A new release from Statistics Canada on infrastructure finds that:

In the public sector, infrastructure is primarily concentrated in schools, hospitals, roads and water mains. In 2002, about one-third (34%) of assets were devoted to transportation in the public sector, unchanged from 1970. About 26% were devoted to recreation, culture and education, 13% to health and social protection and 11% to waste, water, sewage and energy distribution.

… In the public sector, the ratio of infrastructure capital to total GDP has fallen dramatically, from over 35% in the 1970s, to about 20% in 2002.

This is perhaps not surprising given warnings at the municipal level about the state of public infrastructure in Canada, and the “infrastructure deficit” that has accumulated.

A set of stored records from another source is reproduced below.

use std::path::{Path, PathBuf};
use std::sync::Arc;

use anyhow::Context;
use clap::{Parser, Subcommand};
use rapidl_blob::Blob;
use rapidl_client::{
    backend_url_from_env_value, fetch_attempts_from_env_value, BackoffPolicy, ContentClient,
};
use rapidl_core::{
    config::{indent_step_from_env_value, utc_offset_from_env_value},
    question_label, render_outline, to_roman, ContentError, ContentService, CoreConfig, ViewState,
    LOAD_FAILURE_MESSAGE, PROCESSING_MESSAGE, ROMAN_MAX,
};
use rapidl_types::JobId;

#[derive(Parser)]
#[command(name = "rapidl")]
#[command(about = "Rapidl generated-content CLI")]
struct Cli {
    #[command(subcommand)]
    command: Option<Commands>,
}

#[derive(Subcommand)]
enum Commands {
    /// Print the label for a question position
    Label {
        /// Nesting depth, 0 for top-level questions
        #[arg(allow_negative_numbers = true)]
        depth: i64,
        /// Index among siblings, 0-based
        #[arg(
            allow_negative_numbers = true,
            value_parser = clap::value_parser!(i64).range(..ROMAN_MAX as i64),
        )]
        level: i64,
    },
    /// Print a number as lowercase roman numerals
    Roman {
        #[arg(value_parser = clap::value_parser!(u64).range(0..=ROMAN_MAX))]
        number: u64,
    },
    /// Render a backend payload saved as JSON
    View {
        /// Path to the payload JSON
        payload: PathBuf,
        /// Job id, used as the name when the job has no display name
        #[arg(long)]
        job_id: String,
        /// Print the rendered tree as JSON instead of an outline
        #[arg(long)]
        json: bool,
    },
    /// Fetch a job from the backend and render it
    Fetch {
        job_id: String,
        /// Backend base URL (defaults to RAPIDL_BACKEND_URL)
        #[arg(long)]
        backend: Option<String>,
        /// Print the rendered tree as JSON instead of an outline
        #[arg(long)]
        json: bool,
    },
    /// Decode a base64 blob file and print the question tree as JSON
    DecodeBlob { file: PathBuf },
    /// Encode a JSON question tree into base64 transport text
    EncodeBlob { file: PathBuf },
}

#[tokio::main]
async fn main() -> anyhow::Result<()> {
    let _ = dotenvy::dotenv();
    tracing_subscriber::fmt()
        .with_env_filter(
            tracing_subscriber::EnvFilter::from_default_env()
                .add_directive("rapidl_core=warn".parse()?)
                .add_directive("rapidl_client=warn".parse()?),
        )
        .with_writer(std::io::stderr)
        .init();

    let cli = Cli::parse();

    match cli.command {
        Some(Commands::Label { depth, level }) => {
            println!("{}", question_label(depth, level)?);
        }
        Some(Commands::Roman { number }) => {
            println!("{}", to_roman(number));
        }
        Some(Commands::View {
            payload,
            job_id,
            json,
        }) => {
            let job_id = parse_job_id(&job_id)?;
            let json_text = read_file(&payload)?;
            let state = content_service()?
                .load_json(&job_id, &json_text)
                .context(LOAD_FAILURE_MESSAGE)?;
            print_state(&state, json)?;
        }
        Some(Commands::Fetch {
            job_id,
            backend,
            json,
        }) => {
            let job_id = parse_job_id(&job_id)?;
            let backend = backend.unwrap_or_else(|| {
                backend_url_from_env_value(std::env::var("RAPIDL_BACKEND_URL").ok())
            });
            let attempts =
                fetch_attempts_from_env_value(std::env::var("RAPIDL_FETCH_ATTEMPTS").ok())?;

            let client = ContentClient::new(
                &backend,
                content_service()?,
                BackoffPolicy::with_attempts(attempts),
            )?;
            let state = client
                .load_document(&job_id)
                .await
                .context(LOAD_FAILURE_MESSAGE)?;
            print_state(&state, json)?;
        }
        Some(Commands::DecodeBlob { file }) => {
            let blob = Blob::decode(&read_file(&file)?).context(LOAD_FAILURE_MESSAGE)?;
            println!("{}", serde_json::to_string_pretty(&blob)?);
        }
        Some(Commands::EncodeBlob { file }) => {
            let blob: Blob = serde_json::from_str(&read_file(&file)?)
                .with_context(|| format!("{} is not a question tree", file.display()))?;
            println!("{}", blob.encode()?);
        }
        None => {
            println!("Use 'rapidl --help' for commands");
        }
    }

    Ok(())
}

fn content_service() -> anyhow::Result<ContentService> {
    let utc_offset = utc_offset_from_env_value(std::env::var("RAPIDL_UTC_OFFSET").ok())?;
    let indent_step = indent_step_from_env_value(std::env::var("RAPIDL_INDENT_STEP_REM").ok())?;
    let cfg = CoreConfig::new(utc_offset, indent_step)?;
    Ok(ContentService::new(Arc::new(cfg)))
}

fn parse_job_id(job_id: &str) -> Result<JobId, ContentError> {
    Ok(JobId::parse(job_id)?)
}

fn read_file(path: &Path) -> anyhow::Result<String> {
    std::fs::read_to_string(path).with_context(|| format!("failed to read {}", path.display()))
}

fn print_state(state: &ViewState, json: bool) -> anyhow::Result<()> {
    match state {
        _ if json => println!("{}", serde_json::to_string_pretty(state)?),
        ViewState::Processing {
            status,
            description,
        } => println!("{PROCESSING_MESSAGE} ({status:?}): {description}"),
        ViewState::Ready { document } => print!("{}", render_outline(document)),
    }
    Ok(())
}

#[cfg(test)]
mod tests {
    use super::*;

    fn parse(args: &[&str]) -> Result<Cli, clap::Error> {
        Cli::try_parse_from(std::iter::once("rapidl").chain(args.iter().copied()))
    }

    #[test]
    fn roman_input_is_capped() {
        assert!(parse(&["roman", "3999"]).is_ok());
        assert!(parse(&["roman", "0"]).is_ok());
        assert!(parse(&["roman", "4000"]).is_err());
        assert!(parse(&["roman", "18446744073709551615"]).is_err());
    }

    #[test]
    fn label_level_is_capped_but_negatives_reach_validation() {
        assert!(parse(&["label", "2", "3998"]).is_ok());
        assert!(parse(&["label", "2", "9223372036854775806"]).is_err());

        let cli = parse(&["label", "-1", "-2"]).expect("negative position parses");
        let Some(Commands::Label { depth, level }) = cli.command else {
            panic!("expected label command");
        };
        assert!(question_label(depth, level).is_err());
    }

    #[test]
    fn invalid_job_id_is_a_content_error() {
        let err = parse_job_id("  ").expect_err("blank id");
        assert!(matches!(err, ContentError::InvalidJobId(_)));
        assert_eq!(parse_job_id("abc 123").expect("opaque id").as_str(), "abc 123");
    }
}
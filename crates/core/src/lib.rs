//! # Rapidl Core
//!
//! Core logic for viewing generated content documents.
//!
//! This crate turns a backend job payload into something a viewer can show:
//! - Payload parsing with field-level error paths
//! - Mapping a finished job into a typed [`Document`] (blob decode, local timestamps, options)
//! - Question labelling by depth and sibling index
//! - Hierarchical rendering and a plain-text outline
//!
//! **No transport concerns**: HTTP fetching and retry live in `rapidl-client`; serving lives in
//! the `rapidl-run` binary.

pub mod config;
pub mod constants;
pub mod document;
pub mod error;
pub mod label;
pub mod payload;
pub mod render;
pub mod service;

pub use config::CoreConfig;
pub use constants::{LOAD_FAILURE_MESSAGE, PROCESSING_MESSAGE};
pub use document::{map_payload, split_options, to_local_time, Document, LocalTime};
pub use error::{ContentError, ContentResult};
pub use label::{
    question_label, to_alphabetic, to_roman, LabelStyle, QuestionLabel, ROMAN_MAX,
};
pub use payload::{JobStatus, RawContentBlob, RawContentPayload};
pub use render::{
    render_outline, HeaderSpacing, RenderedContent, RenderedDocument, RenderedHeader,
    RenderedQuestion, Renderer,
};
pub use service::{ContentService, ViewState};
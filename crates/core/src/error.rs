use rapidl_blob::BlobError;

#[derive(Debug, thiserror::Error)]
pub enum ContentError {
    #[error("invalid input: {0}")]
    InvalidInput(String),

    #[error("payload schema mismatch at {path}: {message}")]
    InvalidPayload { path: String, message: String },

    #[error("invalid timestamp: {0}")]
    InvalidTimestamp(String),

    #[error("invalid label position (depth {depth}, level {level}): both must be non-negative")]
    InvalidLabelPosition { depth: i64, level: i64 },

    #[error("blob error: {0}")]
    Blob(#[from] BlobError),

    #[error("invalid job id: {0}")]
    InvalidJobId(#[from] rapidl_types::TextError),
}

impl ContentError {
    /// True for failures of the blob itself (decode, decompress, deserialise, malformed).
    ///
    /// These are terminal for the fetched bytes and must never be retried with the same
    /// payload.
    pub fn is_blob_failure(&self) -> bool {
        matches!(self, ContentError::Blob(_))
    }
}

pub type ContentResult<T> = std::result::Result<T, ContentError>;
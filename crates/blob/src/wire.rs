//! Positional msgpack wire schema.
//!
//! The backend serialises blobs as arrays of fields rather than named maps to keep payloads
//! small. This module is the only place that knows which index means what:
//!
//! | Node | Layout |
//! |---|---|
//! | blob | `[questions, created_by, created_on, generated_category, generated_options]` |
//! | question type | `{"Grouped": grouped}` or `{"Single": single}` |
//! | grouped | `[header, questions]` |
//! | single | `[header, raw_text, latex_text, mark_scheme]` |
//! | header, mark scheme | `[raw_text, latex_text]` |
//!
//! The question type is the one named map in the format. The backend writes only the populated
//! key; a present key with a nil value is accepted on decode. Tuple structs serialise as
//! msgpack arrays, so the layout above is preserved exactly when encoding.

use serde::{Deserialize, Serialize};

use crate::model::{Blob, GroupedQuestion, MathText, Question, SingleQuestion};
use crate::{BlobError, BlobResult};

#[derive(Debug, Deserialize, Serialize)]
pub(crate) struct BlobWire(Vec<QuestionTypeWire>, i64, String, String, Vec<String>);

#[derive(Debug, Default, Deserialize, Serialize)]
#[serde(deny_unknown_fields)]
pub(crate) struct QuestionTypeWire {
    #[serde(rename = "Grouped", default, skip_serializing_if = "Option::is_none")]
    grouped: Option<GroupedWire>,
    #[serde(rename = "Single", default, skip_serializing_if = "Option::is_none")]
    single: Option<SingleWire>,
}

#[derive(Debug, Deserialize, Serialize)]
struct GroupedWire(TextPairWire, Vec<QuestionTypeWire>);

#[derive(Debug, Deserialize, Serialize)]
struct SingleWire(TextPairWire, String, String, TextPairWire);

#[derive(Debug, Deserialize, Serialize)]
struct TextPairWire(String, String);

// ============================================================================
// Wire -> domain
// ============================================================================

pub(crate) fn wire_to_domain(wire: BlobWire) -> BlobResult<Blob> {
    let BlobWire(questions, created_by, created_on, generated_category, generated_options) = wire;

    Ok(Blob {
        questions: questions_to_domain(questions, "questions")?,
        created_by,
        created_on,
        generated_category,
        generated_options,
    })
}

fn questions_to_domain(
    questions: Vec<QuestionTypeWire>,
    path: &str,
) -> BlobResult<Vec<Question>> {
    questions
        .into_iter()
        .enumerate()
        .map(|(index, question)| question_to_domain(question, &format!("{path}[{index}]")))
        .collect()
}

fn question_to_domain(wire: QuestionTypeWire, path: &str) -> BlobResult<Question> {
    match (wire.grouped, wire.single) {
        (Some(GroupedWire(header, children)), None) => {
            if children.is_empty() {
                return Err(malformed(path, "grouped question has no sub-questions"));
            }
            let children = questions_to_domain(children, &format!("{path}.Grouped.questions"))?;
            Ok(Question::Grouped(GroupedQuestion {
                header: header.into(),
                questions: children,
            }))
        }
        (None, Some(SingleWire(header, raw_text, latex_text, mark_scheme))) => {
            Ok(Question::Single(SingleQuestion {
                header: header.into(),
                raw_text,
                latex_text,
                mark_scheme: mark_scheme.into(),
            }))
        }
        (Some(_), Some(_)) => Err(malformed(path, "both Single and Grouped are populated")),
        (None, None) => Err(malformed(path, "neither Single nor Grouped is populated")),
    }
}

fn malformed(path: &str, reason: &str) -> BlobError {
    BlobError::MalformedDocument {
        path: path.to_owned(),
        reason: reason.to_owned(),
    }
}

impl From<TextPairWire> for MathText {
    fn from(TextPairWire(raw_text, latex_text): TextPairWire) -> Self {
        MathText {
            raw_text,
            latex_text,
        }
    }
}

// ============================================================================
// Domain -> wire
// ============================================================================

pub(crate) fn domain_to_wire(blob: &Blob) -> BlobWire {
    BlobWire(
        blob.questions.iter().map(question_to_wire).collect(),
        blob.created_by,
        blob.created_on.clone(),
        blob.generated_category.clone(),
        blob.generated_options.clone(),
    )
}

fn question_to_wire(question: &Question) -> QuestionTypeWire {
    match question {
        Question::Single(single) => QuestionTypeWire {
            grouped: None,
            single: Some(SingleWire(
                text_pair_to_wire(&single.header),
                single.raw_text.clone(),
                single.latex_text.clone(),
                text_pair_to_wire(&single.mark_scheme),
            )),
        },
        Question::Grouped(grouped) => QuestionTypeWire {
            grouped: Some(GroupedWire(
                text_pair_to_wire(&grouped.header),
                grouped.questions.iter().map(question_to_wire).collect(),
            )),
            single: None,
        },
    }
}

fn text_pair_to_wire(text: &MathText) -> TextPairWire {
    TextPairWire(text.raw_text.clone(), text.latex_text.clone())
}
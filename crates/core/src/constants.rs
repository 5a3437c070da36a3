//! Constants used throughout the rapidl core crate.

/// Message shown to the viewer when a document fails to load, whatever the cause.
pub const LOAD_FAILURE_MESSAGE: &str = "Could not load document";

/// Message shown while a job has not produced a finished document yet.
pub const PROCESSING_MESSAGE: &str = "Document loading";

/// Horizontal indentation per nesting level, in rem.
pub const DEFAULT_INDENT_STEP_REM: f32 = 1.25;

/// Long-form date, e.g. `May 24, 2024`.
pub const DATE_DISPLAY_FORMAT: &str = "%B %-d, %Y";

/// 24-hour time with leading zeros and no seconds, e.g. `07:05`.
pub const TIME_DISPLAY_FORMAT: &str = "%H:%M";

/// Offset-less backend timestamp layouts, interpreted as UTC.
pub const NAIVE_TIMESTAMP_FORMATS: [&str; 2] = ["%Y-%m-%dT%H:%M:%S%.f", "%Y-%m-%d %H:%M:%S%.f"];

/// Number of nesting levels before the label scheme repeats.
pub const LABEL_CYCLE: u64 = 3;
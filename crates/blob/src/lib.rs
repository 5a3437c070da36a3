//! Generated-content blob boundary support.
//!
//! The backend ships each generated document as a single text field:
//!
//! ```text
//! base64( gzip( msgpack( positional blob tree ) ) )
//! ```
//!
//! This crate owns everything between that text and a strongly typed [`Blob`]:
//! - transport decoding (base64, then gzip) in [`transport`]
//! - the positional msgpack wire schema, which is private to this crate
//! - translation from the wire schema into the domain model in [`model`]
//!
//! Nothing outside this crate needs to know that a single question is an array whose third
//! element is the LaTeX text. Rendering code works only with [`Question`] and friends.
//!
//! ## Example Usage
//!
//! ```no_run
//! use rapidl_blob::Blob;
//!
//! # fn main() -> Result<(), rapidl_blob::BlobError> {
//! # let payload_blob = String::new();
//! let blob = Blob::decode(&payload_blob)?;
//! println!("{} top-level questions", blob.questions.len());
//! # Ok(())
//! # }
//! ```

pub mod model;
pub mod transport;
mod wire;

pub use model::{Blob, GroupedQuestion, Header, MarkScheme, MathText, Question, SingleQuestion};

/// Errors returned by the `rapidl-blob` boundary crate.
///
/// Every variant is a hard failure: the caller must not substitute an empty document.
#[derive(Debug, thiserror::Error)]
pub enum BlobError {
    /// The transport text is not valid base64.
    #[error("invalid base64 transport text: {0}")]
    Decode(#[from] base64::DecodeError),

    /// The decoded bytes are not a valid gzip stream.
    #[error("invalid gzip stream: {0}")]
    Decompression(std::io::Error),

    /// The decompressed bytes do not match the msgpack wire schema.
    #[error("failed to deserialise blob: {0}")]
    Deserialization(#[from] rmp_serde::decode::Error),

    /// The blob tree could not be serialised (encoding direction only).
    #[error("failed to serialise blob: {0}")]
    Serialization(#[from] rmp_serde::encode::Error),

    /// The bytes decoded, but a node breaks a structural invariant of the document.
    #[error("malformed document at {path}: {reason}")]
    MalformedDocument { path: String, reason: String },
}

/// Type alias for Results that can fail with a [`BlobError`].
pub type BlobResult<T> = Result<T, BlobError>;
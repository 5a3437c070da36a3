//! Backend JSON envelope for a content-generation job.
//!
//! This is the exact shape returned by `GET /generated/content?id=<job_id>`. Field names follow
//! the backend (`createdat`, `finishedon`, ...) and are not renamed here; the document mapper
//! is where they become display values.

use serde::{Deserialize, Serialize};

use crate::{ContentError, ContentResult};

/// Lifecycle state of a content-generation job.
#[derive(Clone, Copy, Debug, PartialEq, Eq, Hash, Serialize, Deserialize, utoipa::ToSchema)]
pub enum JobStatus {
    Working,
    Waiting,
    Failed,
    Success,
}

impl JobStatus {
    /// Short human-readable explanation of the status, as shown in job listings.
    pub fn description(self) -> &'static str {
        match self {
            JobStatus::Working => "Generating your content, please wait",
            JobStatus::Waiting => "Your request was placed in a queue, please wait",
            JobStatus::Failed => {
                "Generation failed, you can try generating again by pressing retry"
            }
            JobStatus::Success => {
                "Generation successful, you can view your content by clicking on it"
            }
        }
    }

    /// True while the backend may still produce a document for this job.
    pub fn is_pending(self) -> bool {
        matches!(self, JobStatus::Working | JobStatus::Waiting)
    }
}

/// Result envelope of a job; `content` is null until the job has been created.
#[derive(Clone, Debug, PartialEq, Eq, Serialize, Deserialize)]
pub struct RawContentPayload {
    pub status: JobStatus,
    pub content: Option<RawContentBlob>,
}

/// Job content as sent by the backend.
#[derive(Clone, Debug, PartialEq, Eq, Serialize, Deserialize)]
pub struct RawContentBlob {
    /// base64 of gzip of the msgpack blob tree.
    pub blob: String,
    /// UTC timestamp, with or without an explicit offset.
    pub createdat: String,
    /// UTC timestamp; null until the job has finished.
    pub finishedon: Option<String>,
    #[serde(default)]
    pub displayname: String,
    /// Comma-joined option list.
    #[serde(default)]
    pub options: String,
    pub category: String,
    pub creditsused: u32,
}

impl RawContentPayload {
    /// Parse a payload from backend JSON.
    ///
    /// This uses `serde_path_to_error` so a schema mismatch reports the failing field
    /// (for example `content.creditsused`).
    ///
    /// # Errors
    ///
    /// Returns [`ContentError::InvalidPayload`] if the JSON does not match the envelope.
    pub fn from_json(json_text: &str) -> ContentResult<Self> {
        let mut deserializer = serde_json::Deserializer::from_str(json_text);

        serde_path_to_error::deserialize(&mut deserializer).map_err(|err| {
            let path = err.path().to_string();
            let path = if path.is_empty() || path == "." {
                "<root>".to_string()
            } else {
                path
            };
            ContentError::InvalidPayload {
                path,
                message: err.into_inner().to_string(),
            }
        })
    }
}

#[cfg(test)]
mod tests {
    use super::*;

    const FINISHED: &str = r#"{
        "status": "Success",
        "content": {
            "blob": "H4sI",
            "createdat": "2024-05-24T17:06:38.931390",
            "finishedon": "2024-05-24T17:06:40.293067",
            "displayname": "",
            "options": "SUVAT",
            "category": "MathsMechanics",
            "creditsused": 1
        }
    }"#;

    #[test]
    fn parses_finished_payload() {
        let payload = RawContentPayload::from_json(FINISHED).expect("parse payload");
        assert_eq!(payload.status, JobStatus::Success);
        let content = payload.content.expect("content present");
        assert_eq!(content.category, "MathsMechanics");
        assert_eq!(content.creditsused, 1);
        assert_eq!(
            content.finishedon.as_deref(),
            Some("2024-05-24T17:06:40.293067")
        );
    }

    #[test]
    fn parses_waiting_payload_without_content() {
        let payload =
            RawContentPayload::from_json(r#"{"status":"Waiting","content":null}"#).expect("parse");
        assert_eq!(payload.status, JobStatus::Waiting);
        assert!(payload.content.is_none());
    }

    #[test]
    fn rejects_unknown_status_with_path() {
        let err = RawContentPayload::from_json(r#"{"status":"Done","content":null}"#)
            .expect_err("should reject unknown status");
        match err {
            ContentError::InvalidPayload { path, .. } => assert_eq!(path, "status"),
            other => panic!("expected InvalidPayload error, got {other:?}"),
        }
    }

    #[test]
    fn reports_nested_field_path() {
        let bad = FINISHED.replace("\"creditsused\": 1", "\"creditsused\": \"one\"");
        let err = RawContentPayload::from_json(&bad).expect_err("should reject");
        match err {
            ContentError::InvalidPayload { path, .. } => assert_eq!(path, "content.creditsused"),
            other => panic!("expected InvalidPayload error, got {other:?}"),
        }
    }

    #[test]
    fn status_descriptions_and_pending() {
        assert!(JobStatus::Waiting.is_pending());
        assert!(JobStatus::Working.is_pending());
        assert!(!JobStatus::Failed.is_pending());
        assert!(JobStatus::Failed.description().contains("retry"));
    }
}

One interesting add-on to this is a study that came out of Statscan in 2004 that found:

The marginal benefits of public capital are positive in all industries. The magnitudes of
these benefits, which can be interpreted as a measure of producers’ ‘willingness to pay,’
varies considerably across industries and over time. We observe that the average of
marginal benefits across all industries is about 17 cents for every dollar increase of public

It is often assumed that tax cuts are the only way to boost productivity in Canada, despite some shabby empirical evidence that they would indeed do so. And yet a 17% annual return seems pretty good to me as a public investment comparator.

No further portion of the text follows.